Mon voyage initiatique, je l’ai fait à Londres en 1978. J’avais quatorze ans et la découverte du punk m’a
profondément bouleversé. J’ai vraiment trouvé ma voie un peu plus tard en voyant les Residents sur
scène ; la façon dont ils étaient masqués et brouillaient les pistes entre concert, spectacle, rituel a été
déterminante. La puissance sonore et scénique de My Bloody Valentine a également eu un impact très
fort sur mon rapport à l’espace. Par la suite, mon regard n’a jamais cessé d’être musical. Tous mes
spectacles ont été conçus comme des concept-albums.
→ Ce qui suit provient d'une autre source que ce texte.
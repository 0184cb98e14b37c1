//! Streaming uploads over a blocking put-object call.
//!
//! The store only offers "upload this whole stream", a single blocking call.
//! An upload session bridges that to an incremental writer:
//!
//! ```text
//!  caller ── write ──▶ PipeWriter ═╗ bounded ring ╔═ PipeReader ──▶ put_object (worker)
//!  caller ── close ──▶ end-of-stream ............... put returns ──▶ completion
//!  caller ◀── close returns ◀──────────────────────────────────────── outcome
//! ```
//!
//! Writes block while the ring is full (backpressure). `close` ends the
//! stream and then waits for the worker's outcome, so a successful `close`
//! means the object is stored.

use std::io::{self, Write};
use std::sync::mpsc::{self, Receiver};
use std::sync::Arc;

use osr_store::{ObjectMetadata, ObjectStoreClient};
use tracing::{debug, error, warn};
use uuid::Uuid;

use crate::address::ObjectAddress;
use crate::error::{ResourceError, ResourceResult};
use crate::executor::UploadExecutor;
use crate::pipe::{pipe, PipeWriter};

type Outcome = Result<ObjectMetadata, String>;

/// Starts upload sessions on a shared [`UploadExecutor`].
#[derive(Clone)]
pub struct StreamingUploader {
    client: Arc<dyn ObjectStoreClient>,
    executor: Arc<UploadExecutor>,
    pipe_capacity: usize,
}

impl StreamingUploader {
    /// Create an uploader whose sessions buffer at most `pipe_capacity` bytes.
    pub fn new(
        client: Arc<dyn ObjectStoreClient>,
        executor: Arc<UploadExecutor>,
        pipe_capacity: usize,
    ) -> Self {
        Self {
            client,
            executor,
            pipe_capacity,
        }
    }

    /// Open an upload session to `address`.
    ///
    /// Blocks while every executor worker is busy. Fails with
    /// `ExecutorShutdown` if the executor no longer accepts work.
    pub fn open(&self, address: &ObjectAddress) -> ResourceResult<UploadWriter> {
        let session = Uuid::now_v7();
        let target = address.uri();
        let (writer, mut reader) = pipe(self.pipe_capacity);
        let (done_tx, done_rx) = mpsc::sync_channel::<Outcome>(1);

        let client = Arc::clone(&self.client);
        let bucket = address.bucket().to_string();
        let key = address.key().to_string();
        let job_target = target.clone();
        self.executor.submit(Box::new(move || {
            debug!(%session, target = %job_target, "upload started");
            let outcome = client.put_object(&bucket, &key, &mut reader);
            // Release the read end first so a writer blocked on a failed
            // upload wakes up with `BrokenPipe`.
            drop(reader);
            match &outcome {
                Ok(meta) => {
                    debug!(%session, target = %job_target, len = meta.content_length, "upload finished")
                }
                Err(e) => error!(%session, target = %job_target, error = %e, "upload failed"),
            }
            // The receiver is gone only if the writer was abandoned.
            let _ = done_tx.send(outcome.map_err(|e| e.to_string()));
        }))?;

        Ok(UploadWriter {
            pipe: Some(writer),
            completion: done_rx,
            target,
            session,
            bytes_written: 0,
            _executor: Arc::clone(&self.executor),
        })
    }
}

impl std::fmt::Debug for StreamingUploader {
    fn fmt(&self, f: &mut std::fmt::Formatter<'_>) -> std::fmt::Result {
        f.debug_struct("StreamingUploader")
            .field("executor", &self.executor)
            .field("pipe_capacity", &self.pipe_capacity)
            .finish()
    }
}

/// Write end of an upload session.
///
/// Bytes reach the store in the order written. Call [`close`](Self::close)
/// to finish the upload and learn its outcome; a write that returned `Ok`
/// does not mean the data was stored. Dropping the writer without closing it
/// abandons the upload: the worker fails on the broken pipe and nothing is
/// stored, with no error visible to the caller.
pub struct UploadWriter {
    pipe: Option<PipeWriter>,
    completion: Receiver<Outcome>,
    target: String,
    session: Uuid,
    bytes_written: u64,
    /// Keeps the executor alive until this session is finished.
    _executor: Arc<UploadExecutor>,
}

impl UploadWriter {
    /// Bytes accepted into the pipe so far.
    pub fn bytes_written(&self) -> u64 {
        self.bytes_written
    }

    /// Location being written.
    pub fn target(&self) -> &str {
        &self.target
    }

    /// End the stream and wait for the upload to complete.
    ///
    /// Fails with `UploadFailure` if the store rejected or aborted the put.
    pub fn close(mut self) -> ResourceResult<ObjectMetadata> {
        if let Some(mut pipe) = self.pipe.take() {
            pipe.close();
        }
        let outcome = self.completion.recv().map_err(|_| ResourceError::UploadFailure {
            target: self.target.clone(),
            message: "upload worker exited without reporting an outcome".into(),
        })?;
        match outcome {
            Ok(meta) => {
                debug!(session = %self.session, target = %self.target, bytes = self.bytes_written, "upload stream closed");
                Ok(meta)
            }
            Err(message) => Err(ResourceError::UploadFailure {
                target: self.target.clone(),
                message,
            }),
        }
    }
}

impl Write for UploadWriter {
    fn write(&mut self, buf: &[u8]) -> io::Result<usize> {
        let pipe = self
            .pipe
            .as_mut()
            .ok_or_else(|| io::Error::new(io::ErrorKind::BrokenPipe, "upload stream is closed"))?;
        let n = pipe.write(buf)?;
        self.bytes_written += n as u64;
        Ok(n)
    }

    fn flush(&mut self) -> io::Result<()> {
        Ok(())
    }
}

impl Drop for UploadWriter {
    fn drop(&mut self) {
        if self.pipe.take().is_some() {
            warn!(
                session = %self.session,
                target = %self.target,
                bytes = self.bytes_written,
                "upload stream dropped without close; upload is lost"
            );
        }
    }
}

impl std::fmt::Debug for UploadWriter {
    fn fmt(&self, f: &mut std::fmt::Formatter<'_>) -> std::fmt::Result {
        f.debug_struct("UploadWriter")
            .field("session", &self.session)
            .field("target", &self.target)
            .field("bytes_written", &self.bytes_written)
            .finish()
    }
}
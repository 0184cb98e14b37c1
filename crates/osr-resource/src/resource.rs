use std::fmt;
use std::path::PathBuf;
use std::sync::Arc;

use chrono::{DateTime, Utc};
use osr_store::{ObjectMetadata, ObjectStoreClient, StoreError};
use tracing::debug;

use crate::address::ObjectAddress;
use crate::config::DEFAULT_PIPE_CAPACITY;
use crate::error::{ResourceError, ResourceResult};
use crate::executor::UploadExecutor;
use crate::oracle::ExistenceOracle;
use crate::reader::ObjectReader;
use crate::upload::{StreamingUploader, UploadWriter};

/// What an address points at. Fixed when the resource is created.
#[derive(Clone, Copy, Debug, PartialEq, Eq)]
pub enum TargetKind {
    /// The bucket itself (empty key).
    Bucket,
    /// An object within the bucket.
    Object,
}

/// Handle on a bucket, obtained without touching the store.
#[derive(Clone)]
pub struct BucketRef {
    name: String,
    client: Arc<dyn ObjectStoreClient>,
}

impl BucketRef {
    /// The bucket name.
    pub fn name(&self) -> &str {
        &self.name
    }

    /// Returns `true` if the bucket exists (one round-trip).
    pub fn exists(&self) -> ResourceResult<bool> {
        ExistenceOracle::new(Arc::clone(&self.client)).bucket_exists(&self.name)
    }

    /// Create the bucket if it is absent. An existing bucket is success.
    pub fn create(&self) -> ResourceResult<()> {
        match self.client.create_bucket(&self.name) {
            Ok(_) => {
                debug!(bucket = %self.name, "bucket created");
                Ok(())
            }
            Err(StoreError::BucketAlreadyExists(_)) => {
                debug!(bucket = %self.name, "bucket already exists");
                Ok(())
            }
            Err(e) => Err(ResourceError::from_store("create bucket", e)),
        }
    }
}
origines (la question des)
La question des origines et de l’antériorité hantent mes créations. C’est comme si je rejouais les
principes fondateurs du théâtre – le terme grec theatron signifiant littéralement le lieu d’où l’on regarde.
Je place devant le regard des corps dans toute leur phénoménalité. Cette expérience archaïque de la
scène met en équation actions et observations, condense les gestes, fait jaillir les mouvements,
intensifie les présences pour libérer leurs charges émotionnelles. C’est à cet endroit que l’échange est
possible. Mon moi se fond dans la multiplicité scénique : les corps et les voix des danseurs mais aussi
la musique, la lumière, le décor… Tout ce que la vie a déposé en moi reflue sur scène de cette manière.


sacré
Je suis profondément attaché au théâtre comme ultime endroit de rassemblement et d’échange autour
d’une proposition singulière qui, en même temps qu’elle se dévoile, invente son propre langage. Pour
moi, ce qu’on appelle le spectacle vivant est connecté à une dimension supérieure qui relève du sacré –
une forme de sacré en-dehors du religieux. Si j’ai foi en quelque chose, c’est dans la puissance des
éléments scéniques.


théâtre
Le plateau de théâtre est le lieu où je viens déposer ce que j’ai préparé. La comparaison avec la cuisine
me plait bien : comme un plat qu’on prépare et qu’on apporte pour le faire partager. Ce qui m’intéresse,
c’est l’articulation organique entre la scène et la salle. Le spectacle actualise une pensée en
mouvement qui vibre dans le présent. Les spectateurs assistent à son jaillissement, à son apparaître-là.


titres (le choix des)
La puissance d’évocation des titres agit comme une invitation au voyage, comme un parcours
imaginaire vers le spectacle à venir. Plutôt que de désigner un sujet, ils visent avant tout un effet. Ils
introduisent, sinon réalisent eux-mêmes déjà une forme d’écriture. Il y a quelques années j’ai ainsi
utilisé des formules à rallonge extraites de lectures romanesques. Je préfère aujourd’hui les
constructions plus courtes qui fonctionnent comme des embrayeurs de récits. Elles fixent un cap,
désignent un « horizon », pour reprendre le titre d’un roman de Patrick Modiano que j’aime beaucoup.
Je ne pars pas d’images mais d’éléments fictionnels chargés d’une promesse. Sans titre je ne peux pas
me mettre au travail.


vingt-et-unième siècle
Enfin nous y voilà ! C’est très troublant de constater que quelque chose nous échappe toujours un peu
dans notre rapport au présent. Le vingt-et-unième siècle, ça a un côté science fiction, non ?
L’accélération de l’Histoire me pousse à m’interroger sur ma propre pratique : le corps est-il toujours
d’actualité ? Suis-je suffisamment outillé pour saisir le présent ? Je reste du côté de Rimbaud en
pensant qu’ « il faut être absolument moderne ». En même temps, je fais de la résistance pour
préserver ce qui me touche et ce qui tend à disparaître : l’expérience directe des choses. Les théâtres
sont ces lieux qui maintiennent un rapport direct et vivant à la représentation. Aucune technologie, aussi
passionnante soit-elle, ne pourra s’y substituer. A ceux qui me disent avoir vu tous mes spectacles
grâce aux sites Internet de partage de vidéos, je leur réponds : « vous n’avez encore rien vu ! »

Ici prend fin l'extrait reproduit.